Data Science Institute and School of Computer Science, National University of Ireland Galway, Ireland.
School of Computer Science, Ryan Institute and Data Science Institute, National University of Ireland Galway, Ireland.
PLoS Comput Biol. 2022 Jun 27;18(6):e1010206. doi: 10.1371/journal.pcbi.1010206. eCollection 2022 Jun.
The effective reproduction number (ℜt) is a theoretical indicator of the course of an infectious disease that allows policymakers to evaluate whether current or previous control efforts have been successful or whether additional interventions are necessary. This metric, however, cannot be directly observed and must be inferred from available data. One approach to obtaining such estimates is fitting compartmental models to incidence data. We can envision these dynamic models as the ensemble of structures that describe the disease's natural history and individuals' behavioural patterns. In the context of the response to the COVID-19 pandemic, the assumption of a constant transmission rate is rendered unrealistic, and it is critical to identify a mathematical formulation that accounts for changes in contact patterns. In this work, we leverage existing approaches to propose three complementary formulations that yield similar estimates for ℜt based on data from Ireland's first COVID-19 wave. We describe these Data Generating Processes (DGP) in terms of State-Space models. Two (DGP1 and DGP2) correspond to stochastic process models whose transmission rate is modelled as Brownian motion processes (Geometric and Cox-Ingersoll-Ross). These DGPs share a measurement model that accounts for incidence and transmission rates, where mobility data is assumed as a proxy of the transmission rate. We perform inference on these structures using Iterated Filtering and the Particle Filter. The final DGP (DGP3) is built from a pool of deterministic models that describe the transmission rate as information delays. We calibrate this pool of models to incidence reports using Hamiltonian Monte Carlo. By following this complementary approach, we assess the tradeoffs associated with each formulation and reflect on the benefits/risks of incorporating proxy data into the inference process. We anticipate this work will help evaluate the implications of choosing a particular formulation for the dynamics and observation of the time-varying transmission rate.

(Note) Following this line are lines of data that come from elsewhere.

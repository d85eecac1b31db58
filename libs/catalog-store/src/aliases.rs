//! Column-name alias normalization
//!
//! Reference CSVs come from several sources and eras, so the same logical
//! column shows up under English, Portuguese and spreadsheet-styled
//! headers ("codigo_retorno", "OD Min (mm)", "S_mm2", ...). Every header
//! is mapped onto one canonical name here, at the ingestion boundary, so
//! the core logic only ever sees canonical schemas.

/// Canonical column names used across all logical schemas
pub mod canonical {
    pub const LOWER_BOUND: &str = "lower_bound";
    pub const UPPER_BOUND: &str = "upper_bound";
    pub const CODE: &str = "code";
    pub const CONDUCTOR_TYPE: &str = "conductor_type";
    pub const CROSS_SECTION_MM2: &str = "cross_section_mm2";
    pub const VOLTAGE_CLASS: &str = "voltage_class";
    pub const BRAND: &str = "brand";
    pub const CABLE_NAME: &str = "cable_name";
    pub const OUTER_DIAMETER_MM: &str = "outer_diameter_mm";
    pub const PART_NUMBER: &str = "part_number";
    pub const OD_MIN_MM: &str = "od_min_mm";
    pub const OD_MAX_MM: &str = "od_max_mm";
    pub const STANDARD: &str = "standard";
    pub const VOLTAGE_CLASS_KV: &str = "voltage_class_kv";
    pub const CURRENT_CLASS_A: &str = "current_class_a";
    pub const DISPLAY_NAME: &str = "display_name";
    pub const BASE_CODE: &str = "base_code";
    pub const FAMILY: &str = "family";
}

/// Alias table: normalized header token -> canonical column name.
/// Tokens are compared after [`normalize_header`].
const ALIASES: &[(&str, &str)] = &[
    // range bounds
    ("lower_bound", canonical::LOWER_BOUND),
    ("min_mm", canonical::LOWER_BOUND),
    ("min_mm2", canonical::LOWER_BOUND),
    ("minimo", canonical::LOWER_BOUND),
    ("upper_bound", canonical::UPPER_BOUND),
    ("max_mm", canonical::UPPER_BOUND),
    ("max_mm2", canonical::UPPER_BOUND),
    ("maximo", canonical::UPPER_BOUND),
    // return codes
    ("code", canonical::CODE),
    ("return_code", canonical::CODE),
    ("codigo", canonical::CODE),
    ("codigo_retorno", canonical::CODE),
    // conductor tables
    ("conductor_type", canonical::CONDUCTOR_TYPE),
    ("tipo_condutor", canonical::CONDUCTOR_TYPE),
    // cross-section
    ("cross_section_mm2", canonical::CROSS_SECTION_MM2),
    ("s_mm2", canonical::CROSS_SECTION_MM2),
    ("secao_mm2", canonical::CROSS_SECTION_MM2),
    ("section_mm2", canonical::CROSS_SECTION_MM2),
    // cable database
    ("voltage_class", canonical::VOLTAGE_CLASS),
    ("cable_voltage", canonical::VOLTAGE_CLASS),
    ("tensao_cabo", canonical::VOLTAGE_CLASS),
    ("brand", canonical::BRAND),
    ("marca", canonical::BRAND),
    ("manufacturer", canonical::BRAND),
    ("cable_name", canonical::CABLE_NAME),
    ("cable", canonical::CABLE_NAME),
    ("cabo", canonical::CABLE_NAME),
    ("outer_diameter_mm", canonical::OUTER_DIAMETER_MM),
    ("od_iso_mm", canonical::OUTER_DIAMETER_MM),
    ("od_mm", canonical::OUTER_DIAMETER_MM),
    ("diametro_mm", canonical::OUTER_DIAMETER_MM),
    // termination table
    ("part_number", canonical::PART_NUMBER),
    ("codigo_peca", canonical::PART_NUMBER),
    ("od_min_mm", canonical::OD_MIN_MM),
    ("od_min", canonical::OD_MIN_MM),
    ("od_max_mm", canonical::OD_MAX_MM),
    ("od_max", canonical::OD_MAX_MM),
    // base products
    ("standard", canonical::STANDARD),
    ("padrao", canonical::STANDARD),
    ("voltage_class_kv", canonical::VOLTAGE_CLASS_KV),
    ("classe_tensao", canonical::VOLTAGE_CLASS_KV),
    ("current_class_a", canonical::CURRENT_CLASS_A),
    ("classe_corrente", canonical::CURRENT_CLASS_A),
    ("display_name", canonical::DISPLAY_NAME),
    ("nome_exibicao", canonical::DISPLAY_NAME),
    ("base_code", canonical::BASE_CODE),
    ("codigo_base", canonical::BASE_CODE),
    ("family", canonical::FAMILY),
    ("id_logica", canonical::FAMILY),
];

/// Normalize a raw header for alias lookup: trim, lowercase, collapse
/// spaces/hyphens to underscores, drop parentheses ("OD Min (mm)" ->
/// "od_min_mm")
pub fn normalize_header(raw: &str) -> String {
    let mut out = String::with_capacity(raw.len());
    let mut last_was_sep = false;
    for ch in raw.trim().chars() {
        let mapped = match ch {
            'A'..='Z' => Some(ch.to_ascii_lowercase()),
            'a'..='z' | '0'..='9' => Some(ch),
            ' ' | '-' | '_' | '\t' => {
                if last_was_sep || out.is_empty() {
                    None
                } else {
                    Some('_')
                }
            },
            // parentheses and other punctuation vanish
            _ => None,
        };
        match mapped {
            Some('_') => {
                out.push('_');
                last_was_sep = true;
            },
            Some(c) => {
                out.push(c);
                last_was_sep = false;
            },
            None => {},
        }
    }
    while out.ends_with('_') {
        out.pop();
    }
    out
}

/// Map a raw CSV header onto its canonical column name, if recognized
pub fn canonical_column(raw: &str) -> Option<&'static str> {
    let token = normalize_header(raw);
    ALIASES
        .iter()
        .find(|(alias, _)| *alias == token)
        .map(|(_, canonical)| *canonical)
}

#[cfg(test)]
mod tests {
    use super::*;

    #[test]
    fn test_header_normalization() {
        assert_eq!(normalize_header("OD Min (mm)"), "od_min_mm");
        assert_eq!(normalize_header("  Cable Voltage "), "cable_voltage");
        assert_eq!(normalize_header("S_mm2"), "s_mm2");
        assert_eq!(normalize_header("codigo_retorno"), "codigo_retorno");
        assert_eq!(normalize_header("OD-iso-mm"), "od_iso_mm");
    }

    #[test]
    fn test_multilanguage_aliases_collapse() {
        assert_eq!(canonical_column("codigo_retorno"), Some("code"));
        assert_eq!(canonical_column("Return Code"), Some("code"));
        assert_eq!(canonical_column("OD Min (mm)"), Some("od_min_mm"));
        assert_eq!(canonical_column("S_mm2"), Some("cross_section_mm2"));
        assert_eq!(canonical_column("secao_mm2"), Some("cross_section_mm2"));
        assert_eq!(canonical_column("tipo_condutor"), Some("conductor_type"));
        assert_eq!(canonical_column("Cable Voltage"), Some("voltage_class"));
        assert_eq!(canonical_column("OD_iso_mm"), Some("outer_diameter_mm"));
        assert_eq!(canonical_column("id_logica"), Some("family"));
    }

    #[test]
    fn test_unknown_header_is_rejected() {
        assert_eq!(canonical_column("unrelated_column"), None);
    }
}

有效繁殖数(ℜt)是衡量传染病病程的理论指标,可使决策者评估当前或以往的控制措施是否成功,或者是否需要采取额外的干预措施。然而,该指标无法直接观察,必须根据可用数据进行推断。一种获得此类估计值的方法是将房室模型拟合到发病率数据上。我们可以将这些动态模型想象为描述疾病自然史和个体行为模式的结构集合。在应对 COVID-19 大流行的背景下,假设传播率保持不变是不现实的,关键是要确定一种数学公式来考虑接触模式的变化。在这项工作中,我们利用现有的方法提出了三种互补的公式,这些公式基于爱尔兰第一波 COVID-19 数据得出了相似的 ℜt 估计值。我们使用状态空间模型来描述这些数据生成过程(DGP)。其中两个(DGP1 和 DGP2)对应于随机过程模型,其传播率被建模为布朗运动过程(几何布朗运动和 Cox-Ingersoll-Ross 布朗运动)。这些 DGP 具有相同的测量模型,该模型考虑了发病率和传播率,其中移动性数据被视为传播率的代理。我们使用迭代滤波和粒子滤波对这些结构进行推断。最后一个 DGP(DGP3)是由一组确定性模型构建的,这些模型将传播率描述为信息延迟。我们使用汉密尔顿蒙特卡罗法将该模型池拟合到发病率报告中。通过这种互补的方法,我们评估了每种公式的权衡,并思考了将代理数据纳入推断过程的利弊。我们预计这项工作将有助于评估选择特定公式对时变传播率的动态和观察的影响。